Protein extraction and immunoblot analysis

Around 100 mg plant material was used for total protein extraction with 300 µL extraction buffer (50 mM Tris–HCl, pH 7.5, 150 mM NaCl, 0.1% [v/v] Tween 20, 0.1% [v/v] β-mercaptoethanol, and Roche cOmplete™ ULTRA protease inhibitor cocktail). The extracts were centrifuged for 15 min at 4 °C and maximum speed. Protein concentrations were determined via Bradford and samples denatured for 5 min at 95 °C in 5 × SDS-sample buffer. If not stated otherwise, 20 µg total protein per sample was analysed using immunoblots. Protein samples from the time course experiment of MS2-hADARcd in Supplementary Information, Fig. S4 were extracted using the DNA+RNA+PROTEIN KIT from EURx (Poland), as described above. For SDS-PAGE and semidry immunoblotting, standard protocols were used. Detection was performed with the commercial antibodies α-FLAG from mouse (F3165, Sigma-Aldrich, USA), α-GFP from rabbit (A6455, Invitrogen, USA) and, for Fig. 3, α-GFP from mouse (11,814,460,001, Roche, Switzerland). When included as loading control, Ponceau S staining was performed after blotting and before immunodetection.

CAPS assay

For the Cleaved Amplified Polymorphic Sequences (CAPS) assay, cDNA generated by reverse transcription with random hexamer primers was used in a first PCR with primers P2/P3. The resulting PCR product was used for a second PCR with primers P2/JL108 introducing two base pair mutations that generate in case of editing at A374 a PstI site (see Supplementary Information, Fig. S8 for a graphical depiction). Both PCR reactions were performed using a homemade Taq polymerase with standard protocols. The products from the second PCR were digested with PstI-HF (NEB) for 2 h at 37 °C, followed by separation on 3% agarose gels, staining with ethidium bromide, and visualization using UV light. For a quantitative analysis, amounts of uncleaved and cleaved products were determined using the 2100 Bioanalyzer and the DNA1000 kit (Agilent Technologies, Santa Clara, CA, USA).

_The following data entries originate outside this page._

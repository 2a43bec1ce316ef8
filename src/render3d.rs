//! ThreeDRenderer - composes the first-person frame: sky, floor, then
//! the shaded wall spans produced by the ray caster.

use crate::{Grid, Player, Projection, RayCaster, ScreenBuffer, RGB};

const SKY_COLOR: RGB = RGB::from(45, 45, 45);
const FLOOR_COLOR: RGB = RGB::from(25, 25, 25);
const EDGE_COLOR: RGB = RGB::BLACK;

/// Decay constant of the distance shading.
const SHADE_DECAY: f64 = 2e-5;

pub struct ThreeDRenderer {
    base_color: RGB,
}

impl ThreeDRenderer {
    /// The base wall color stays fixed for the whole session.
    pub fn new(base_color: RGB) -> Self {
        Self { base_color }
    }

    pub fn paint(&self, grid: &Grid, proj: &Projection, player: &Player, scrbuf: &mut ScreenBuffer) {
        let w = scrbuf.width();
        let h = scrbuf.height();
        let mid_y = player.mid_y(h);

        // sky above the (jump-shifted) horizon, floor below
        scrbuf.fill_rect(0, 0, w, mid_y, SKY_COLOR);
        scrbuf.fill_rect(0, mid_y, w, h - mid_y, FLOOR_COLOR);

        let caster = RayCaster::new(grid, proj, (player.x, player.y), player.angle);
        for span in caster.cast_all(mid_y) {
            let color = shade_color(self.base_color, span.depth);
            scrbuf.fill_rect(span.x, span.top, span.width, span.height, color);
            if span.edge {
                // thin contrasting line, delineating separate wall faces
                scrbuf.draw_vert_line(span.x, span.top, span.height, 1, EDGE_COLOR);
            }
        }
    }
}

/// Darken the base color with distance - a cheap fog approximation.
/// Pure, so it can be checked without a display surface.
pub fn shade_color(base: RGB, depth_corrected: f64) -> RGB {
    let shade = 1.0 / (1.0 + depth_corrected * depth_corrected * SHADE_DECAY);
    let scaled = |c: u8| -> u8 { (((c as f64) * shade) as i64).clamp(0, 255) as u8 };
    RGB {
        r: scaled(base.r),
        g: scaled(base.g),
        b: scaled(base.b),
    }
}
//! MinimapRenderer - top-down scaled overlay of the occupancy grid,
//! with the player position and heading drawn on top.

use crate::{Grid, Player, ScreenBuffer, RGB};

const BACKDROP_COLOR: RGB = RGB::from(40, 40, 40);
const WALL_COLOR: RGB = RGB::from(200, 200, 200);
const OPEN_COLOR: RGB = RGB::from(30, 30, 30);
const PLAYER_COLOR: RGB = RGB::from(255, 0, 0);
const HEADING_COLOR: RGB = RGB::from(0, 255, 0);

/// Screen offset of the overlay's top-left corner.
const MAP_OFS: i32 = 5;
/// The 3D view stays slightly visible below the overlay.
const MAP_ALPHA: u8 = 200;
/// Gap between painted cells, in pixels.
const CELL_GAP: i32 = 2;
/// Length of the heading indicator, in world units.
const HEADING_LEN: f64 = 20.0;
const PLAYER_RADIUS: i32 = 5;

pub struct MinimapRenderer {
    map_scale: f64,
    cell_size: f64,
}

impl MinimapRenderer {
    pub fn new(map_scale: f64, cell_size: f64) -> Self {
        Self { map_scale, cell_size }
    }

    pub fn paint(&self, grid: &Grid, player: &Player, scrbuf: &mut ScreenBuffer) {
        let cell_px = self.cell_size * self.map_scale;
        let mini_w = ((grid.width() as f64) * cell_px) as i32;
        let mini_h = ((grid.height() as f64) * cell_px) as i32;
        scrbuf.fill_rect_blended(MAP_OFS, MAP_OFS, mini_w, mini_h, BACKDROP_COLOR, MAP_ALPHA);

        // the grid itself
        for y in 0..grid.height() as i32 {
            for x in 0..grid.width() as i32 {
                let color = if grid.is_wall(x, y) { WALL_COLOR } else { OPEN_COLOR };
                let ix = MAP_OFS + (((x as f64) * cell_px) as i32);
                let iy = MAP_OFS + (((y as f64) * cell_px) as i32);
                let side = (cell_px as i32) - CELL_GAP;
                scrbuf.fill_rect_blended(ix, iy, side, side, color, MAP_ALPHA);
            }
        }

        // player marker + heading indicator
        let px = MAP_OFS + ((player.x * self.map_scale) as i32);
        let py = MAP_OFS + ((player.y * self.map_scale) as i32);
        let hx = MAP_OFS + (((player.x + player.angle.cos() * HEADING_LEN) * self.map_scale) as i32);
        let hy = MAP_OFS + (((player.y + player.angle.sin() * HEADING_LEN) * self.map_scale) as i32);
        scrbuf.fill_circle(px, py, PLAYER_RADIUS, PLAYER_COLOR);
        scrbuf.draw_line(px, py, hx, hy, 2, HEADING_COLOR);
    }
}

#[cfg(test)]
mod tests {
    use super::*;

    #[test]
    fn overlay_draws_walls_player_and_heading() {
        let grid = Grid::from_rows(&["###", "#.#", "###"]);
        let mut player = Player::new(64.0);
        player.x = 96.0;
        player.y = 96.0;

        let mut scrbuf = ScreenBuffer::new(100, 100);
        let minimap = MinimapRenderer::new(0.25, 64.0);
        minimap.paint(&grid, &player, &mut scrbuf);

        // wall cell (0,0) is blended light gray over black
        let wall_px = scrbuf.get_pixel(MAP_OFS + 1, MAP_OFS + 1);
        assert!(wall_px.r > 100 && wall_px.r == wall_px.g && wall_px.g == wall_px.b);
        // player disc at the scaled position (below the heading line)
        let player_px = scrbuf.get_pixel(MAP_OFS + 24, MAP_OFS + 24 + 2);
        assert_eq!(player_px, PLAYER_COLOR);
        // heading points east (angle 0), ending past the disc
        let heading_px = scrbuf.get_pixel(MAP_OFS + 24 + PLAYER_RADIUS + 1, MAP_OFS + 24);
        assert_eq!(heading_px, HEADING_COLOR);
    }
}
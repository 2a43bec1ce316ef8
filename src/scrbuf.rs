//! ScreenBuffer - the RGB frame buffer everything paints into.
//! Recomputed every frame, then blitted to the window via a Painter.

use crate::Painter;

/// One RGB pixel/color.
#[derive(Clone, Copy, PartialEq, Eq, Debug, Default)]
pub struct RGB {
    pub r: u8,
    pub g: u8,
    pub b: u8,
}

impl RGB {
    pub const BLACK: RGB = RGB::from(0, 0, 0);

    #[inline]
    pub const fn from(r: u8, g: u8, b: u8) -> Self {
        Self { r, g, b }
    }
}

pub struct ScreenBuffer {
    width: i32,
    height: i32,
    pixels: Vec<RGB>,
}

impl ScreenBuffer {
    pub fn new(width: i32, height: i32) -> Self {
        assert!(width > 0 && height > 0);
        let len = (width as usize) * (height as usize);
        Self {
            width,
            height,
            pixels: vec![RGB::BLACK; len],
        }
    }

    #[inline]
    pub fn width(&self) -> i32 {
        self.width
    }

    #[inline]
    pub fn height(&self) -> i32 {
        self.height
    }

    #[inline]
    pub fn clear(&mut self, color: RGB) {
        self.pixels.fill(color);
    }

    #[inline]
    pub fn put_pixel(&mut self, x: i32, y: i32, color: RGB) {
        if x >= 0 && x < self.width && y >= 0 && y < self.height {
            self.pixels[(y * self.width + x) as usize] = color;
        }
    }

    #[inline]
    pub fn get_pixel(&self, x: i32, y: i32) -> RGB {
        if x >= 0 && x < self.width && y >= 0 && y < self.height {
            self.pixels[(y * self.width + x) as usize]
        } else {
            RGB::BLACK
        }
    }

    /// Fill a rectangle; coordinates are clipped to the buffer.
    pub fn fill_rect(&mut self, x: i32, y: i32, w: i32, h: i32, color: RGB) {
        let (x0, y0, x1, y1) = self.clip_rect(x, y, w, h);
        for yy in y0..y1 {
            let ofs = (yy * self.width) as usize;
            self.pixels[ofs + (x0 as usize)..ofs + (x1 as usize)].fill(color);
        }
    }

    /// Fill a rectangle, blending the color over what is already there.
    /// Alpha 255 = fully opaque, 0 = invisible.
    pub fn fill_rect_blended(&mut self, x: i32, y: i32, w: i32, h: i32, color: RGB, alpha: u8) {
        let (x0, y0, x1, y1) = self.clip_rect(x, y, w, h);
        let a = alpha as u32;
        for yy in y0..y1 {
            for xx in x0..x1 {
                let idx = (yy * self.width + xx) as usize;
                self.pixels[idx] = blend(self.pixels[idx], color, a);
            }
        }
    }

    /// Vertical line of the given thickness, clipped to the buffer.
    pub fn draw_vert_line(&mut self, x: i32, y: i32, len: i32, thickness: i32, color: RGB) {
        self.fill_rect(x, y, thickness, len, color);
    }

    /// Filled circle, used for the player marker on the minimap.
    pub fn fill_circle(&mut self, cx: i32, cy: i32, radius: i32, color: RGB) {
        let r2 = radius * radius;
        for dy in -radius..=radius {
            for dx in -radius..=radius {
                if dx * dx + dy * dy <= r2 {
                    self.put_pixel(cx + dx, cy + dy, color);
                }
            }
        }
    }

    /// Bresenham line of the given thickness (thickness is applied as a
    /// small square around each point - good enough for the minimap).
    pub fn draw_line(&mut self, x0: i32, y0: i32, x1: i32, y1: i32, thickness: i32, color: RGB) {
        let dx = (x1 - x0).abs();
        let dy = -(y1 - y0).abs();
        let sx = if x0 < x1 { 1 } else { -1 };
        let sy = if y0 < y1 { 1 } else { -1 };
        let mut err = dx + dy;
        let (mut x, mut y) = (x0, y0);
        loop {
            if thickness <= 1 {
                self.put_pixel(x, y, color);
            } else {
                self.fill_rect(x, y, thickness, thickness, color);
            }
            if x == x1 && y == y1 {
                break;
            }
            let e2 = 2 * err;
            if e2 >= dy {
                err += dy;
                x += sx;
            }
            if e2 <= dx {
                err += dx;
                y += sy;
            }
        }
    }

    /// Blit the buffer onto the window layer.
    pub fn paint(&self, painter: &mut dyn Painter) {
        let mut idx = 0;
        for y in 0..self.height {
            for x in 0..self.width {
                painter.draw_pixel(x, y, self.pixels[idx]);
                idx += 1;
            }
        }
    }

    //------------------
    //  Internal stuff

    fn clip_rect(&self, x: i32, y: i32, w: i32, h: i32) -> (i32, i32, i32, i32) {
        let x0 = Ord::max(x, 0);
        let y0 = Ord::max(y, 0);
        let x1 = Ord::min(x + Ord::max(w, 0), self.width);
        let y1 = Ord::min(y + Ord::max(h, 0), self.height);
        (x0, y0, Ord::max(x1, x0), Ord::max(y1, y0))
    }
}

#[inline]
fn blend(below: RGB, above: RGB, alpha: u32) -> RGB {
    let mix = |a: u8, b: u8| -> u8 { (((b as u32) * alpha + (a as u32) * (255 - alpha)) / 255) as u8 };
    RGB {
        r: mix(below.r, above.r),
        g: mix(below.g, above.g),
        b: mix(below.b, above.b),
    }
}
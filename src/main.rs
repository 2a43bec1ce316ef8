//! MAZE3D - a procedurally generated maze, walked in first person via a
//! grid-marching ray caster.
//! Main starting point.

use maze3d::*;

const PIXEL_SIZE: i32 = 1;
const SLEEP_KIND: SleepKind = SleepKind::SLEEP(1);

fn main() {
    // an explicit seed makes the run reproducible: `maze3d <seed>`
    let seed = match std::env::args().nth(1) {
        Some(arg) => arg
            .parse::<u64>()
            .expect("ERROR in MAZE3D: the seed must be an unsigned integer"),
        None => fastrand::u64(..),
    };
    println!("MAZE3D seed: {seed}");

    let cfg = GameConfig::new(seed);
    let sdl_config = SdlConfiguration::new(
        "MAZE3D - Auto Generated",
        cfg.scr_width,
        cfg.scr_height,
        PIXEL_SIZE,
        cfg.target_fps,
        SLEEP_KIND,
    );

    // main game loop
    let result = GameLoop::new(&cfg).and_then(|mut gameloop| run_game_loop(&sdl_config, &mut gameloop));

    match result {
        Ok(_) => println!("MAZE3D finished OK :)"),
        Err(msg) => println!("ERROR in MAZE3D: {msg}"),
    }
}
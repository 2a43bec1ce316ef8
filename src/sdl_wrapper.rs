//! Small wrapper over SDL2 - window setup, event pump, frame pacing.
//! The game itself only implements [`GraphicsLoop`] and paints pixels
//! through a [`Painter`], so no SDL types leak into the game code.

use crate::RGB;
use sdl2::event::Event;
use sdl2::pixels::PixelFormatEnum;
use std::thread;
use std::time::{Duration, Instant};

/// How to give back CPU time between frames.
#[derive(Clone, Copy)]
pub enum SleepKind {
    SLEEP(u32),
    YIELD,
    NONE,
}

/// Window + timing configuration, set up once in `main`.
pub struct SdlConfiguration {
    title: String,
    width: i32,
    height: i32,
    pixel_size: i32,
    target_fps: u32,
    sleep_kind: SleepKind,
}

impl SdlConfiguration {
    pub fn new(title: &str, width: i32, height: i32, pixel_size: i32, target_fps: u32, sleep_kind: SleepKind) -> Self {
        assert!(width > 0 && height > 0 && pixel_size > 0 && target_fps > 0);
        Self {
            title: String::from(title),
            width,
            height,
            pixel_size,
            target_fps,
            sleep_kind,
        }
    }
}

/// Painting abstraction, so the frame buffer does not depend on SDL.
pub trait Painter {
    fn draw_pixel(&mut self, x: i32, y: i32, color: RGB);
}

/// Implemented by the game loop facade.
pub trait GraphicsLoop {
    /// Return `false` to quit the game.
    fn handle_event(&mut self, event: &Event) -> bool;
    /// Return `false` to quit the game.
    fn update_state(&mut self, elapsed_time: f64) -> bool;
    fn paint(&self, painter: &mut dyn Painter);
}

/// Runs the main game loop until the game signals quit or the window is closed.
pub fn run_game_loop(cfg: &SdlConfiguration, gfx_loop: &mut dyn GraphicsLoop) -> Result<(), String> {
    let sdl_context = sdl2::init()?;
    let video_subsystem = sdl_context.video()?;

    let win_width = (cfg.width * cfg.pixel_size) as u32;
    let win_height = (cfg.height * cfg.pixel_size) as u32;
    let window = video_subsystem
        .window(&cfg.title, win_width, win_height)
        .position_centered()
        .build()
        .map_err(|e| e.to_string())?;

    let mut canvas = window.into_canvas().build().map_err(|e| e.to_string())?;
    let texture_creator = canvas.texture_creator();
    let mut texture = texture_creator
        .create_texture_streaming(PixelFormatEnum::RGB24, cfg.width as u32, cfg.height as u32)
        .map_err(|e| e.to_string())?;

    let mut event_pump = sdl_context.event_pump()?;
    let frame_budget = Duration::from_secs_f64(1.0 / (cfg.target_fps as f64));
    let mut last_moment = Instant::now();

    'running: loop {
        let frame_start = Instant::now();

        // consume the event queue
        for event in event_pump.poll_iter() {
            if let Event::Quit { .. } = event {
                break 'running;
            }
            if !gfx_loop.handle_event(&event) {
                break 'running;
            }
        }

        // update state, based on the elapsed time
        let next_moment = Instant::now();
        let elapsed_time = next_moment.duration_since(last_moment).as_secs_f64();
        last_moment = next_moment;
        if !gfx_loop.update_state(elapsed_time) {
            break 'running;
        }

        // paint the frame into the streaming texture, then flip
        texture.with_lock(None, |buffer: &mut [u8], pitch: usize| {
            let mut painter = TexturePainter { buffer, pitch };
            gfx_loop.paint(&mut painter);
        })?;
        canvas.copy(&texture, None, None)?;
        canvas.present();

        // pace towards the target frame rate
        let frame_time = frame_start.elapsed();
        if frame_time < frame_budget {
            thread::sleep(frame_budget - frame_time);
        } else {
            match cfg.sleep_kind {
                SleepKind::SLEEP(ms) => thread::sleep(Duration::from_millis(ms as u64)),
                SleepKind::YIELD => thread::yield_now(),
                SleepKind::NONE => {}
            }
        }
    }

    Ok(())
}

//------------------
//  Internal stuff

/// Paints pixels straight into the locked RGB24 texture.
struct TexturePainter<'a> {
    buffer: &'a mut [u8],
    pitch: usize,
}

impl<'a> Painter for TexturePainter<'a> {
    #[inline]
    fn draw_pixel(&mut self, x: i32, y: i32, color: RGB) {
        let ofs = (y as usize) * self.pitch + (x as usize) * 3;
        self.buffer[ofs] = color.r;
        self.buffer[ofs + 1] = color.g;
        self.buffer[ofs + 2] = color.b;
    }
}
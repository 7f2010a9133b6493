//! Error types for ledger access and transaction construction

use thiserror::Error;

use crate::types::OutPoint;

#[derive(Error, Debug, Clone, PartialEq, Eq)]
pub enum SettlementError {
    #[error("UTXO not found: {0}")]
    UtxoNotFound(OutPoint),

    #[error("Invalid signature: {0}")]
    InvalidSignature(String),

    #[error("Input index out of range: {0}")]
    InputIndexOutOfRange(usize),

    #[error("Value overflow while summing outputs")]
    ValueOverflow,
}

pub type Result<T> = std::result::Result<T, SettlementError>;
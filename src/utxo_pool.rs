//! UTXO pool: the set of unspent outputs, keyed by outpoint
//!
//! UtxoPool: 𝒪 → 𝒯. Holds no business logic. Every key is an output that has
//! been produced and not yet spent; only the epoch commit step mutates it.

use serde::{Deserialize, Serialize};
use std::collections::HashMap;

use crate::error::{Result, SettlementError};
use crate::types::*;

#[derive(Debug, Clone, Default, PartialEq, Eq, Serialize, Deserialize)]
#[serde(from = "Vec<UtxoEntry>", into = "Vec<UtxoEntry>")]
pub struct UtxoPool {
    utxos: HashMap<OutPoint, TransactionOutput>,
}

/// One snapshot entry, as written to JSON
#[derive(Debug, Clone, PartialEq, Eq, Serialize, Deserialize)]
pub struct UtxoEntry {
    pub outpoint: OutPoint,
    pub output: TransactionOutput,
}

impl UtxoPool {
    pub fn new() -> Self {
        Self::default()
    }

    pub fn contains(&self, outpoint: &OutPoint) -> bool {
        self.utxos.contains_key(outpoint)
    }

    pub fn get(&self, outpoint: &OutPoint) -> Result<&TransactionOutput> {
        self.utxos
            .get(outpoint)
            .ok_or(SettlementError::UtxoNotFound(*outpoint))
    }

    /// Add an unspent output. An existing entry under the same outpoint is replaced.
    pub fn insert(&mut self, outpoint: OutPoint, output: TransactionOutput) {
        self.utxos.insert(outpoint, output);
    }

    pub fn remove(&mut self, outpoint: &OutPoint) -> Result<TransactionOutput> {
        self.utxos
            .remove(outpoint)
            .ok_or(SettlementError::UtxoNotFound(*outpoint))
    }

    /// Every unspent outpoint, in no particular order
    pub fn all_utxos(&self) -> Vec<OutPoint> {
        self.utxos.keys().copied().collect()
    }

    pub fn len(&self) -> usize {
        self.utxos.len()
    }

    pub fn is_empty(&self) -> bool {
        self.utxos.is_empty()
    }

    /// Sum of all unspent values
    pub fn total_value(&self) -> Result<Integer> {
        self.utxos
            .values()
            .try_fold(0 as Integer, |acc, o| acc.checked_add(o.value))
            .ok_or(SettlementError::ValueOverflow)
    }
}

impl From<&UtxoPool> for UtxoPool {
    fn from(other: &UtxoPool) -> Self {
        other.clone()
    }
}

impl FromIterator<(OutPoint, TransactionOutput)> for UtxoPool {
    fn from_iter<I: IntoIterator<Item = (OutPoint, TransactionOutput)>>(iter: I) -> Self {
        Self {
            utxos: iter.into_iter().collect(),
        }
    }
}

impl From<Vec<UtxoEntry>> for UtxoPool {
    fn from(entries: Vec<UtxoEntry>) -> Self {
        entries.into_iter().map(|e| (e.outpoint, e.output)).collect()
    }
}

impl From<UtxoPool> for Vec<UtxoEntry> {
    fn from(pool: UtxoPool) -> Self {
        let mut entries: Vec<UtxoEntry> = pool
            .utxos
            .into_iter()
            .map(|(outpoint, output)| UtxoEntry { outpoint, output })
            .collect();
        entries.sort_by(|a, b| a.outpoint.cmp(&b.outpoint));
        entries
    }
}
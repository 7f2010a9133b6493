//! Byte layout of signable content and raw transactions
//!
//! SignableContent(tx, i) = in_i.prevout.hash ‖ BE32(in_i.prevout.index) ‖ out_0 ‖ … ‖ out_n
//! RawTx(tx)              = ∀i: in_i.prevout.hash ‖ BE32(in_i.prevout.index) ‖ in_i.signature
//!                          ‖ out_0 ‖ … ‖ out_n
//! where out_j            = BE64(out_j.value) ‖ compressed(out_j.address)
//!
//! The signable content of an input never includes any signature bytes.

use crate::constants::*;
use crate::types::*;

/// Signable content for input `index`, or `None` if there is no such input
pub fn raw_data_to_sign(
    inputs: &[TransactionInput],
    outputs: &[TransactionOutput],
    index: usize,
) -> Option<ByteString> {
    let input = inputs.get(index)?;

    let mut data = Vec::with_capacity(OUTPOINT_SIZE + outputs.len() * OUTPUT_SIZE);
    write_outpoint(&mut data, &input.prevout);
    for output in outputs {
        write_output(&mut data, output);
    }
    Some(data)
}

/// Full transaction serialization, signatures included
pub fn raw_tx(inputs: &[TransactionInput], outputs: &[TransactionOutput]) -> ByteString {
    let signature_bytes: usize = inputs.iter().map(|i| i.signature.len()).sum();
    let mut data = Vec::with_capacity(
        inputs.len() * OUTPOINT_SIZE + signature_bytes + outputs.len() * OUTPUT_SIZE,
    );

    for input in inputs {
        write_outpoint(&mut data, &input.prevout);
        data.extend_from_slice(&input.signature);
    }
    for output in outputs {
        write_output(&mut data, output);
    }
    data
}

fn write_outpoint(data: &mut ByteString, outpoint: &OutPoint) {
    data.extend_from_slice(&outpoint.hash);
    data.extend_from_slice(&outpoint.index.to_be_bytes());
}

fn write_output(data: &mut ByteString, output: &TransactionOutput) {
    data.extend_from_slice(&output.value.to_be_bytes());
    data.extend_from_slice(&output.address.serialize());
}
//! Transaction construction
//!
//! Producers add inputs and outputs, sign each input over its signable content,
//! then finalize. Finalizing fixes the transaction hash.

use secp256k1::{PublicKey, SecretKey};

use crate::crypto::{sign_message, transaction_id};
use crate::error::{Result, SettlementError};
use crate::serialization;
use crate::types::*;

#[derive(Debug, Clone, Default)]
pub struct TransactionBuilder {
    inputs: Vec<TransactionInput>,
    outputs: Vec<TransactionOutput>,
}

impl TransactionBuilder {
    pub fn new() -> Self {
        Self::default()
    }

    /// Spend output `index` of transaction `prev_hash`. The input starts unsigned.
    pub fn add_input(&mut self, prev_hash: Hash, index: OutputIndex) -> &mut Self {
        self.inputs.push(TransactionInput {
            prevout: OutPoint::new(prev_hash, index),
            signature: Vec::new(),
        });
        self
    }

    pub fn add_output(&mut self, value: Integer, address: PublicKey) -> &mut Self {
        self.outputs.push(TransactionOutput { value, address });
        self
    }

    pub fn remove_input(&mut self, index: usize) -> Result<TransactionInput> {
        if index >= self.inputs.len() {
            return Err(SettlementError::InputIndexOutOfRange(index));
        }
        Ok(self.inputs.remove(index))
    }

    /// Remove the first input spending `outpoint`
    pub fn remove_input_by_outpoint(&mut self, outpoint: &OutPoint) -> Option<TransactionInput> {
        let position = self.inputs.iter().position(|i| &i.prevout == outpoint)?;
        Some(self.inputs.remove(position))
    }

    pub fn raw_data_to_sign(&self, index: usize) -> Option<ByteString> {
        serialization::raw_data_to_sign(&self.inputs, &self.outputs, index)
    }

    pub fn add_signature(&mut self, signature: ByteString, index: usize) -> Result<&mut Self> {
        let input = self
            .inputs
            .get_mut(index)
            .ok_or(SettlementError::InputIndexOutOfRange(index))?;
        input.signature = signature;
        Ok(self)
    }

    /// Sign input `index` with `secret_key`.
    ///
    /// Outputs must be final before signing: the signable content covers all of them.
    pub fn sign_input(&mut self, index: usize, secret_key: &SecretKey) -> Result<&mut Self> {
        let message = self
            .raw_data_to_sign(index)
            .ok_or(SettlementError::InputIndexOutOfRange(index))?;
        let signature = sign_message(secret_key, &message)?;
        self.add_signature(signature, index)
    }

    pub fn finalize(self) -> Transaction {
        let hash = transaction_id(&serialization::raw_tx(&self.inputs, &self.outputs));
        Transaction {
            inputs: self.inputs,
            outputs: self.outputs,
            hash,
        }
    }
}

impl Transaction {
    pub fn builder() -> TransactionBuilder {
        TransactionBuilder::new()
    }
}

Validation of assay for peak ratio analysis

The reporter MS2-DsRED was amplified with a homemade Taq polymerase (primers JL44/JL45) following standard protocols and products ligated into pGEM-T (Promega, USA). A mutagenesis PCR was performed to introduce an A-to-G mutation at position P499 using the primers JL42/JL43 (with position P1 defined as the first nucleotide at the 5’ end of MS2-DsRED). S7 Fusion Polymerase™ (Mobidiag, Finland) was used according to its manual. For plasmid amplification, the constructs were transformed into Escherichia coli (XL1-Blue). Upon overnight growth of the E. coli cultures in LB medium at 37 °C, plasmids were purified with the GeneJET plasmid miniprep kit (Thermo Fisher Scientific, USA). Sanger sequencing revealed an additional mutation of C to T at position P193, which was used as additional reference. For peak height comparison, the mutated and non-mutated reporters were amplified with S7 Fusion Polymerase (Mobidiag, Finland) using the primers JL26/AW62. Then purified PCR products were mixed in different ratios according to Supplementary Information, Fig. S1 and sent for Sanger sequencing. Peak ratios at positions 193 and 499 were quantified using DNADynamo version 1.556 (Blue Tractor Software Ltd).

Accession numbers

At3g01150 (PTB1), At5g53180 (PTB2), At1g43190 (PTB3).